What Did Ancient Babylonian Songs Sound Like? Something Like This

Stef Conner recording, wearing a reconstructed Babylonian gold and lapis lazuli choker necklace. Stef Conner

What really lasts in this world? What dies, what can be revived? Are humans basically the same now as in ancient times?

I was left pondering these questions after listening to singer and composer Stef Conner's album The Flood. It's probably the first ever to be sung in ancient Sumerian and Babylonian, and it's hauntingly beautiful.

One concrete answer to the first question: clay. Clay lasts.

That's a good thing for Conner, who after completing a degree in music composition got deeply interested in Babylonian literature and poetry—which was originally recorded in cuneiform, wedge-shaped marks on clay tablets.

But the words on the paper, the modern incarnations of these mineral etchings, were not enough for Conner. She wanted to know what these languages sounded like, to summon life from stone. Many of these poems and snatches of writings were sung and chanted, according to historians. The tunes played an important part in rituals in Mesopotamian societies, from funerals to lullabies, Conner says.

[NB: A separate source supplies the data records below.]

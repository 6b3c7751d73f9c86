use std::io::Write;
use std::sync::{Mutex, MutexGuard};

use alloy_primitives::{address, Address};

use super::*;

// The process environment is shared by every test that loads settings
static ENV_LOCK: Mutex<()> = Mutex::new(());

fn env_lock() -> MutexGuard<'static, ()> {
    ENV_LOCK.lock().unwrap_or_else(|e| e.into_inner())
}

fn write_config(contents: &str) -> tempfile::NamedTempFile {
    let mut file = tempfile::Builder::new()
        .suffix(".toml")
        .tempfile()
        .unwrap();
    file.write_all(contents.as_bytes()).unwrap();
    file.flush().unwrap();
    file
}

#[test]
fn test_default_settings_are_valid() {
    let settings = Settings::default();
    assert_eq!(settings.chain_id, 11_155_111);
    assert_eq!(settings.reward_periods_per_year, 1000);
    assert_eq!(settings.guardian_address, DEFAULT_GUARDIAN_ADDRESS);

    let result = ConfigValidator::new().validate(&settings);
    assert!(result.is_valid);
    assert!(result.warnings.is_empty());
}

#[test]
fn test_load_from_file_overrides_defaults() {
    let _env = env_lock();
    let file = write_config(
        r#"
rpc_url = "https://rpc.sepolia.example"
guardian_address = "0x1111111111111111111111111111111111111111"
reward_periods_per_year = 365
max_concurrent_pools = 8
"#,
    );

    let settings = Settings::load(Some(file.path())).unwrap();
    assert_eq!(settings.rpc_url, "https://rpc.sepolia.example");
    assert_eq!(
        settings.guardian_address,
        address!("1111111111111111111111111111111111111111")
    );
    assert_eq!(settings.reward_periods_per_year, 365);
    assert_eq!(settings.max_concurrent_pools, 8);
    // Untouched keys keep their defaults
    assert_eq!(settings.chain_id, DEFAULT_CHAIN_ID);
    assert_eq!(settings.confirmation_timeout_secs, 180);
}

#[test]
fn test_load_rejects_invalid_file() {
    let _env = env_lock();
    let file = write_config("reward_periods_per_year = 0\n");
    let err = Settings::load(Some(file.path())).unwrap_err();
    assert!(matches!(err, StakeError::Config(_)));
}

#[test]
fn test_missing_file_is_an_error() {
    let _env = env_lock();
    let err = Settings::load(Some(Path::new("/nonexistent/gs-stake.toml"))).unwrap_err();
    assert!(matches!(err, StakeError::Config(_)));
}

#[test]
fn test_environment_overrides_file() {
    let _env = env_lock();
    let file = write_config(
        r#"
rpc_url = "https://rpc.sepolia.example"
guardian_address = "0x1111111111111111111111111111111111111111"
max_concurrent_pools = 8
"#,
    );

    let vars = [
        ("GS_STAKE_RPC_URL", "http://localhost:9999"),
        ("GS_STAKE_GUARDIAN_ADDRESS", "0xcccccccccccccccccccccccccccccccccccccccc"),
        ("GS_STAKE_MAX_CONCURRENT_POOLS", "9"),
    ];
    for (key, value) in vars {
        std::env::set_var(key, value);
    }
    let loaded = Settings::load(Some(file.path()));
    for (key, _) in vars {
        std::env::remove_var(key);
    }

    let settings = loaded.unwrap();
    assert_eq!(settings.rpc_url, "http://localhost:9999");
    assert_eq!(settings.guardian_address, Address::repeat_byte(0xcc));
    assert_eq!(settings.max_concurrent_pools, 9);
    // Keys only in the defaults are untouched
    assert_eq!(settings.chain_id, DEFAULT_CHAIN_ID);
}

#[test]
fn test_validator_flags_each_rule() {
    let validator = ConfigValidator::new();

    let mut settings = Settings::default();
    settings.rpc_url = "ws://127.0.0.1:8546".to_string();
    assert!(matches!(
        validator.validate(&settings).into_result(),
        Err(ConfigValidationError::InvalidValue(_))
    ));

    let mut settings = Settings::default();
    settings.guardian_address = Address::ZERO;
    assert!(!validator.validate(&settings).is_valid);

    let mut settings = Settings::default();
    settings.max_concurrent_pools = 0;
    assert!(matches!(
        validator.validate(&settings).into_result(),
        Err(ConfigValidationError::ValueOutOfRange(_))
    ));

    let mut settings = Settings::default();
    settings.confirmation_poll_interval_ms = 5_000;
    settings.confirmation_timeout_secs = 5;
    assert!(matches!(
        validator.validate(&settings).into_result(),
        Err(ConfigValidationError::IncompatibleSettings(_))
    ));
}

#[test]
fn test_validator_warnings() {
    let mut settings = Settings::default();
    settings.rpc_url = "http://rpc.example.org".to_string();
    settings.max_concurrent_pools = 64;

    let result = ConfigValidator::new().validate(&settings);
    assert!(result.is_valid);
    assert_eq!(result.warnings.len(), 2);
}

#[test]
fn test_duration_helpers() {
    let settings = Settings::default();
    assert_eq!(settings.confirmation_poll_interval().as_millis(), 1000);
    assert_eq!(settings.confirmation_timeout().as_secs(), 180);
    assert_eq!(settings.request_timeout().as_secs(), 30);
    assert_eq!(settings.chain().id, DEFAULT_CHAIN_ID);
}
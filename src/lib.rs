pub mod actions;
pub mod client;
pub mod config;
pub mod errors;
pub mod gateway;
pub mod networking;
pub mod pools;
pub mod units;
pub mod utils;
pub mod wallet;

// Re-export commonly used items
pub use actions::{ActionExecutor, ActionKind, ActionOutcome, ActionRequest, ActionResult};
pub use client::StakingClient;
pub use config::Settings;
pub use errors::StakeError;
pub use gateway::{ContractGateway, Erc20Token, PendingTransaction, PoolId, RpcGateway};
pub use networking::{BlockTag, ChainClient, HttpRpcClient, TxReceipt};
pub use pools::{BalanceReader, PoolAggregator, PoolRecord, TokenBalances};
pub use units::{Amount, DisplayAmount, DisplayContext, UnitConverter};
pub use utils::CancellationToken;
pub use wallet::{Chain, WalletSession};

So she teamed up with Andy Lowings, who reconstructs ancient instruments and plays a mean lyre, a musical instrument with strings that resembles a harp. The two set out to create music that brings ancient Babylonian poetry to life, and The Flood is the result. It was produced by sound engineer Mark Harmer and can be found on Conner's website; it will also come out on iTunes next month.

But how does one reincarnate music that no human voice has uttered for millennia? Conner says a key step was to really understand the language. She carefully studied historical analysis of the stresses and intonations of Babylonian and Sumerian for hints as to how it may have sounded, and researched how language is converted into music in similar Semitic languages. Then, after choosing and memorizing a piece of writing or poem, Conner collaborated with Lowings to create the melody.

Lyre player Andy Lowings, who built the instrument to be as similar as possible to the ancient variety. Stef Conner

She was guided in part by the work of music scholar Anne Draffkorn Kilmer, who came up with a score for the Hurrian hymn to Nikkal, the "oldest song in the world," recorded on a clay tablet found in the ancient city of Ugarit dating to the second millennia B.C.

Conner doesn't claim this is exactly how ancient Babylonian songs sounded, and admits that some intuition had to come into play to create the music. But she says that "ancient Babylonians would maybe think it sounded a bit familiar... and would have hopefully liked it." (I believe she also hopes that modern humans like it.)

"My wife and I enjoyed listening to the [album], finding in it much musical beauty and truth," says music historian Richard Crocker.

The album is littered with songs of romance, eros, lullabye calm, insults, come-ons and darkness. Of course, unless you're Indiana Jones, you're not going to understand most of the songs. There are, however, five English-language proverbs that are used like interludes on the album; all of them are translations of various Babylonian writings.

Some of them are funny:

I am a lady who wears large garments
Let me cut my loincloth

While others are bit darker:

When I married a malicious husband
when I bore a malicious son
an unhappy heart was assigned to me

Either way, the proverbs, like the songs, are probably unlike anything you've heard before.

"It's hard to find ways to have an original voice in the world of music," Conner says. She, of course, needn't worry about that.